Friday night, I attended the premiere of What Is The Scandal?, Eliana’s one-woman show about her lives in Venezuela (A place of poverty and machismo, as she puts it) and the United States (where [t]he American dream is just an illusion.).

Eliana immigrated to this country to be with an up-and-coming San Francisco politician she met in Brazil named Ross Mirkarimi. He was a founding member of the local Green Party and a highly progressive Supervisor representing the Haight and Western Addition neighborhoods, before winning a citywide election for sheriff in November of 2011.

Shortly afterwards, there was an incident that gave birth to Eliana’s nastiest tragedy, throwing City Hall into shadowy chaos for years to come.

At the premiere, I joked with Sheriff Mirkarimi not to cite me for having an open container of beer outside of the Mission Cultural Center for Latino Arts.

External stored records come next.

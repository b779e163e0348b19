//! Application configuration.
//!
//! Layers, lowest precedence first:
//! 1. Defaults on every field
//! 2. TOML file (`config/default.toml` unless overridden)
//! 3. `OPSBOARD__SECTION__KEY` environment variables
//! 4. Well-known deployment variables (`PORT`, `GITHUB_TOKEN`, ...)

use config::builder::DefaultState;
use config::{Config, ConfigBuilder, Environment, File, FileFormat};
use opsboard_server::{AlertConfig, NotifierConfig, PollIntervals, ServerConfig};
use opsboard_sources::{GitHubConfig, VercelConfig, Web3NetworkConfig};
use serde::{Deserialize, Serialize};

use crate::error::{AppError, AppResult};

pub const DEFAULT_CONFIG_PATH: &str = "config/default.toml";

/// Blockchain networks to watch.
#[derive(Debug, Clone, Default, Serialize, Deserialize)]
pub struct Web3Config {
    /// Ethereum mainnet RPC endpoint (empty = not watched).
    #[serde(default)]
    pub ethereum_rpc_url: String,
    /// Polygon RPC endpoint (empty = not watched).
    #[serde(default)]
    pub polygon_rpc_url: String,
    /// Additional EVM networks.
    #[serde(default)]
    pub networks: Vec<Web3NetworkConfig>,
}

impl Web3Config {
    /// Every configured network, Ethereum and Polygon first.
    pub fn all_networks(&self) -> Vec<Web3NetworkConfig> {
        let mut networks = Vec::new();
        if !self.ethereum_rpc_url.is_empty() {
            networks.push(Web3NetworkConfig::ethereum(&self.ethereum_rpc_url));
        }
        if !self.polygon_rpc_url.is_empty() {
            networks.push(Web3NetworkConfig::polygon(&self.polygon_rpc_url));
        }
        networks.extend(self.networks.iter().cloned());
        networks
    }
}

/// Main application configuration.
#[derive(Debug, Clone, Default, Serialize, Deserialize)]
pub struct AppConfig {
    #[serde(default)]
    pub server: ServerConfig,
    #[serde(default)]
    pub intervals: PollIntervals,
    #[serde(default)]
    pub alerts: AlertConfig,
    #[serde(default)]
    pub notifier: NotifierConfig,
    #[serde(default)]
    pub vercel: VercelConfig,
    #[serde(default)]
    pub github: GitHubConfig,
    #[serde(default)]
    pub web3: Web3Config,
}

impl AppConfig {
    /// Load from a TOML file plus the environment.
    ///
    /// A missing file is an error only when `required` is set.
    pub fn load(path: &str, required: bool) -> AppResult<Self> {
        let builder = Config::builder().add_source(File::with_name(path).required(required));
        Self::build(builder)
    }

    /// Load from TOML text plus the environment.
    pub fn from_toml_str(content: &str) -> AppResult<Self> {
        let builder = Config::builder().add_source(File::from_str(content, FileFormat::Toml));
        Self::build(builder)
    }

    fn build(builder: ConfigBuilder<DefaultState>) -> AppResult<Self> {
        let mut config: Self = builder
            .add_source(
                Environment::with_prefix("OPSBOARD")
                    .separator("__")
                    .try_parsing(true),
            )
            .build()?
            .try_deserialize()?;

        config.apply_overrides(|key| std::env::var(key).ok())?;
        Ok(config)
    }

    /// Apply well-known deployment variables. Empty values are ignored.
    pub fn apply_overrides<F>(&mut self, lookup: F) -> AppResult<()>
    where
        F: Fn(&str) -> Option<String>,
    {
        let get = |key: &str| lookup(key).filter(|v| !v.trim().is_empty());

        if let Some(port) = get("PORT") {
            self.server.port = port
                .trim()
                .parse()
                .map_err(|e| AppError::Config(format!("Invalid PORT {port:?}: {e}")))?;
        }

        let strings: [(&str, &mut String); 9] = [
            ("VERCEL_TOKEN", &mut self.vercel.token),
            ("GITHUB_TOKEN", &mut self.github.token),
            ("GITHUB_OWNER", &mut self.github.owner),
            ("GITHUB_REPO", &mut self.github.repo),
            ("ETHEREUM_RPC_URL", &mut self.web3.ethereum_rpc_url),
            ("POLYGON_RPC_URL", &mut self.web3.polygon_rpc_url),
            ("DISCORD_WEBHOOK_URL", &mut self.notifier.discord_webhook_url),
            ("SLACK_WEBHOOK_URL", &mut self.notifier.slack_webhook_url),
            ("SERVER_HOST", &mut self.server.host),
        ];
        for (key, field) in strings {
            if let Some(value) = get(key) {
                *field = value;
            }
        }

        if let Some(team) = get("VERCEL_TEAM_ID") {
            self.vercel.team_id = Some(team);
        }

        Ok(())
    }
}

#[cfg(test)]
mod tests {
    use super::*;
    use std::collections::HashMap;

    fn lookup(vars: &[(&str, &str)]) -> impl Fn(&str) -> Option<String> {
        let map: HashMap<String, String> = vars
            .iter()
            .map(|(k, v)| (k.to_string(), v.to_string()))
            .collect();
        move |key| map.get(key).cloned()
    }

    #[test]
    fn test_defaults() {
        let config = AppConfig::default();
        assert_eq!(config.server.port, 3001);
        assert_eq!(config.intervals.web3_ms, 15_000);
        assert_eq!(config.alerts.gas_price_gwei, 100.0);
        assert!(!config.github.is_enabled());
        assert!(config.web3.all_networks().is_empty());
    }

    #[test]
    fn test_port_override() {
        let mut config = AppConfig::default();
        config.apply_overrides(lookup(&[("PORT", "8080")])).unwrap();
        assert_eq!(config.server.port, 8080);
    }

    #[test]
    fn test_invalid_port_is_rejected() {
        let mut config = AppConfig::default();
        let err = config
            .apply_overrides(lookup(&[("PORT", "eighty")]))
            .unwrap_err();
        assert!(matches!(err, AppError::Config(_)));
    }

    #[test]
    fn test_source_credentials_from_environment() {
        let mut config = AppConfig::default();
        config
            .apply_overrides(lookup(&[
                ("GITHUB_OWNER", "acme"),
                ("GITHUB_REPO", "platform"),
                ("VERCEL_TOKEN", "tok"),
                ("VERCEL_TEAM_ID", "team_1"),
                ("ETHEREUM_RPC_URL", "https://eth.example"),
                ("POLYGON_RPC_URL", ""),
            ]))
            .unwrap();

        assert!(config.github.is_enabled());
        assert!(config.vercel.is_enabled());
        assert_eq!(config.vercel.team_id.as_deref(), Some("team_1"));

        let networks = config.web3.all_networks();
        assert_eq!(networks.len(), 1);
        assert_eq!(networks[0].id, "ethereum");
    }

    #[test]
    fn test_all_networks_order() {
        let web3 = Web3Config {
            ethereum_rpc_url: "https://eth.example".to_string(),
            polygon_rpc_url: "https://polygon.example".to_string(),
            networks: vec![Web3NetworkConfig {
                id: "base".to_string(),
                name: "Base".to_string(),
                chain_id: 8453,
                rpc_url: "https://base.example".to_string(),
                default_block_time_secs: 2.0,
            }],
        };
        let ids: Vec<_> = web3.all_networks().into_iter().map(|n| n.id).collect();
        assert_eq!(ids, vec!["ethereum", "polygon", "base"]);
    }
}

The line wrapped down the street, and I had to hustle for a spot somewhere in it. I had never been to that theater before, very much a mom-and-pop-type of place that wasn’t ready to handle the onslaught of an emerging full house. (I bet for someone, it will make a nice condo one day.)

The people who came to see What Is The Scandal? were reminiscent of the folks who attended Sheriff Mirkarimi’s recent reelection kickoff. (It’s that time again.) I saw former Supervisor Christina Olague, School Board candidate Gladys Soto, local Democratic activist Gabriel Medina, former Supervisoral candidate Juan-Antonio Carballo, and a representative from the Venezuelan consulate.

I had no idea what to expect from this show format-wise, but in the back of my mind, I knew that she was gonna fuckin’ go there. Yes, it was mostly in Spanish, and the curtain that showcased the subtitles had a wrinkle in it on the far-left side, so some of the words were difficult to read. I figured this out soon after Eliana’s strutted on stage with a cha-cha, a headset, and a dark jumpsuit. For a moment, it all seemed like an ode to J-Lo’s first-ever music concert.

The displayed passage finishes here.